#### DATA FOR ANALYSIS:
- - - - - - -

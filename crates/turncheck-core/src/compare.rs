//! Structural step equality.
//!
//! Steps compare by variant first: a user utterance never equals an agent
//! action. Entity annotations compare as multisets, so extraction order does
//! not matter but multiplicity does.

use turncheck_proto::{Entity, Step};

/// Order-independent, duplicate-sensitive comparison of entity annotations.
///
/// Each actual entity consumes the first not-yet-consumed equal entity on the
/// expected side (first match, no backtracking). The lists are equal iff
/// every expected entity was consumed and both sides have the same length.
pub fn entities_equal(actual: &[Entity], expected: &[Entity]) -> bool {
    if actual.len() != expected.len() {
        return false;
    }

    let mut consumed = vec![false; expected.len()];
    for entity in actual {
        if let Some(slot) = expected
            .iter()
            .zip(consumed.iter())
            .position(|(candidate, used)| !used && candidate == entity)
        {
            consumed[slot] = true;
        }
    }

    consumed.iter().all(|used| *used)
}

/// Structural equality between two steps.
///
/// User steps must agree on text, intent and entities (as a multiset).
/// Action steps must agree on the action name. Mixed variants never match.
pub fn steps_equal(a: &Step, b: &Step) -> bool {
    match (a, b) {
        (Step::User(a), Step::User(b)) => {
            a.text == b.text && a.intent == b.intent && entities_equal(&a.entities, &b.entities)
        }
        (Step::Action(a), Step::Action(b)) => a.action_name == b.action_name,
        _ => false,
    }
}
//! End-to-end alignment scenarios: scripted runtime → runner → verdicts.

use serde_json::json;
use turncheck_core::{
    ScriptedRuntime, SimulationConfig, TestCaseRunner, Transcript, align, check_success,
    entities_equal,
};
use turncheck_proto::{
    DiffStep, Entity, ProducedMessage, Step, TestCase, Theme, UserStep,
};

fn greet() -> Step {
    UserStep::new("hi").with_intent("greet").into()
}

fn act(name: &str) -> Step {
    Step::action(name)
}

fn e(entity_type: &str, value: i64, start: i64, end: i64) -> Entity {
    Entity::new(entity_type, value, start, end)
}

#[test]
fn test_identical_sequences_match_fully() {
    let sequences = vec![
        vec![],
        vec![greet()],
        vec![greet(), act("utter_greet"), act("action_listen")],
        vec![act("utter_a"), act("utter_a"), greet(), greet()],
    ];

    for steps in sequences {
        let result = align(&steps, &steps);
        assert!(result.iter().all(DiffStep::is_matched), "{steps:?}");
        assert!(check_success(&result));
        assert_eq!(result.len(), steps.len());
    }
}

#[test]
fn test_actual_themed_steps_are_exactly_the_unmatched_actual_steps() {
    let actual = vec![
        act("utter_x"),
        act("utter_a"),
        act("utter_y"),
        act("utter_a"),
        act("utter_c"),
        act("utter_z"),
    ];
    let expected = vec![act("utter_a"), act("utter_b"), act("utter_c")];

    let result = align(&actual, &expected);
    let surplus: Vec<Step> = result
        .iter()
        .filter(|step| step.theme == Some(Theme::Actual))
        .map(|step| step.step.clone())
        .collect();

    assert_eq!(
        surplus,
        vec![act("utter_x"), act("utter_y"), act("utter_a"), act("utter_z")]
    );

    let missing: Vec<Step> = result
        .iter()
        .filter(|step| step.theme == Some(Theme::Expected))
        .map(|step| step.step.clone())
        .collect();
    assert_eq!(missing, vec![act("utter_b")]);
}

#[test]
fn test_entity_comparator_examples() {
    assert!(!entities_equal(
        &[e("x", 1, 0, 1), e("x", 1, 0, 1)],
        &[e("x", 1, 0, 1)]
    ));
    assert!(entities_equal(&[e("x", 1, 0, 1)], &[e("x", 1, 0, 1)]));
    assert!(entities_equal(
        &[e("x", 1, 0, 1), e("y", 2, 2, 3)],
        &[e("y", 2, 2, 3), e("x", 1, 0, 1)]
    ));
}

#[test]
fn test_entity_comparator_commutative() {
    let lists = vec![
        vec![],
        vec![e("x", 1, 0, 1)],
        vec![e("x", 1, 0, 1), e("x", 1, 0, 1)],
        vec![e("x", 1, 0, 1), e("y", 2, 2, 3)],
        vec![e("y", 2, 2, 3), e("x", 1, 0, 1)],
        vec![e("x", 1, 0, 1), e("y", 2, 2, 3), e("x", 1, 0, 1)],
    ];
    for a in &lists {
        for b in &lists {
            assert_eq!(entities_equal(a, b), entities_equal(b, a), "{a:?} vs {b:?}");
        }
    }
}

#[test]
fn test_align_is_idempotent() {
    let actual = vec![act("utter_x"), greet(), act("utter_b")];
    let expected = vec![greet(), act("utter_a"), act("utter_b"), act("utter_c")];
    assert_eq!(align(&actual, &expected), align(&actual, &expected));
}

#[tokio::test]
async fn test_scenario_greeting_matches() {
    let runtime = ScriptedRuntime::new().on_parsed("hi", Some("greet"), &["utter_greet"]);
    let runner = TestCaseRunner::new(&runtime, &SimulationConfig::default());

    let case = TestCase::new("tc-1", "en", vec![greet(), act("utter_greet")]);
    let results = runner.run_all(&[case], "project").await;

    assert!(results[0].success);
    assert_eq!(
        results[0].test_results,
        vec![DiffStep::matched(greet()), DiffStep::matched(act("utter_greet"))]
    );
}

#[tokio::test]
async fn test_scenario_delivery_failed() {
    let runtime = ScriptedRuntime::new().failing("hi", "runtime crashed");
    let runner = TestCaseRunner::new(&runtime, &SimulationConfig::default());

    let case = TestCase::new("tc-2", "en", vec![greet()]);
    let results = runner.run_all(&[case], "project").await;

    assert!(!results[0].success);
    assert_eq!(results[0].test_results, vec![DiffStep::expected(greet())]);
}

#[test]
fn test_scenario_missing_leading_action() {
    let result = align(&[act("utter_b")], &[act("utter_a"), act("utter_b")]);
    assert_eq!(
        result,
        vec![
            DiffStep::expected(act("utter_a")),
            DiffStep::matched(act("utter_b")),
        ]
    );
}

#[test]
fn test_scenario_unscripted_leading_action() {
    let result = align(&[act("utter_x"), act("utter_a")], &[act("utter_a")]);
    assert_eq!(
        result,
        vec![
            DiffStep::actual(act("utter_x")),
            DiffStep::matched(act("utter_a")),
        ]
    );
}

#[tokio::test]
async fn test_wrong_entities_reported_as_surplus_and_missing() {
    let produced_user = ProducedMessage::parsed(
        "table for 3",
        Some("book_table"),
        vec![e("guests", 3, 10, 11)],
    );
    let runtime = ScriptedRuntime::new().on(
        "table for 3",
        vec![produced_user, ProducedMessage::from_template("utter_ask_time")],
    );
    let runner = TestCaseRunner::new(&runtime, &SimulationConfig::default());

    let scripted: Step = UserStep::new("table for 3")
        .with_intent("book_table")
        .with_entities(vec![e("guests", 2, 10, 11)])
        .into();
    let case = TestCase::new("tc-ent", "en", vec![scripted.clone(), act("utter_ask_time")]);
    let results = runner.run_all(&[case], "project").await;

    let produced: Step = UserStep::new("table for 3")
        .with_intent("book_table")
        .with_entities(vec![e("guests", 3, 10, 11)])
        .into();
    assert!(!results[0].success);
    assert_eq!(
        results[0].test_results,
        vec![
            DiffStep::actual(produced),
            DiffStep::expected(scripted),
            DiffStep::matched(act("utter_ask_time")),
        ]
    );
}

#[tokio::test]
async fn test_transcript_driven_batch_serializes_to_wire_results() {
    let transcript = Transcript::parse_yaml(
        r#"
turns:
  - user: hi
    produces:
      - { text: hi, intent: greet }
      - { text: "Hey!", metadata: { template_name: utter_greet } }
  - user: bye
    produces:
      - { text: bye, intent: goodbye }
"#,
    )
    .unwrap();
    let runtime = ScriptedRuntime::from_transcript(transcript);
    let runner = TestCaseRunner::new(&runtime, &SimulationConfig::default());

    let cases = vec![
        TestCase::new("ok", "en", vec![greet(), act("utter_greet")]),
        TestCase::new(
            "no-goodbye",
            "en",
            vec![
                UserStep::new("bye").with_intent("goodbye").into(),
                act("utter_goodbye"),
            ],
        ),
    ];
    let results = runner.run_all(&cases, "bf").await;

    assert_eq!(
        serde_json::to_value(&results).unwrap(),
        json!([
            {
                "_id": "ok",
                "projectId": "bf",
                "success": true,
                "testResults": [
                    {"user": "hi", "intent": "greet", "entities": []},
                    {"action": "utter_greet"}
                ]
            },
            {
                "_id": "no-goodbye",
                "projectId": "bf",
                "success": false,
                "testResults": [
                    {"user": "bye", "intent": "goodbye", "entities": []},
                    {"action": "utter_goodbye", "theme": "expected"}
                ]
            }
        ])
    );
}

- - - - - - -

#### EXERCISE BRIEF:
For every line above that has "does" in it, copy the line.

#### FINAL ANSWER:
//! action. Entity annotations compare as multisets, so extraction order does
//! not matter but multiplicity does.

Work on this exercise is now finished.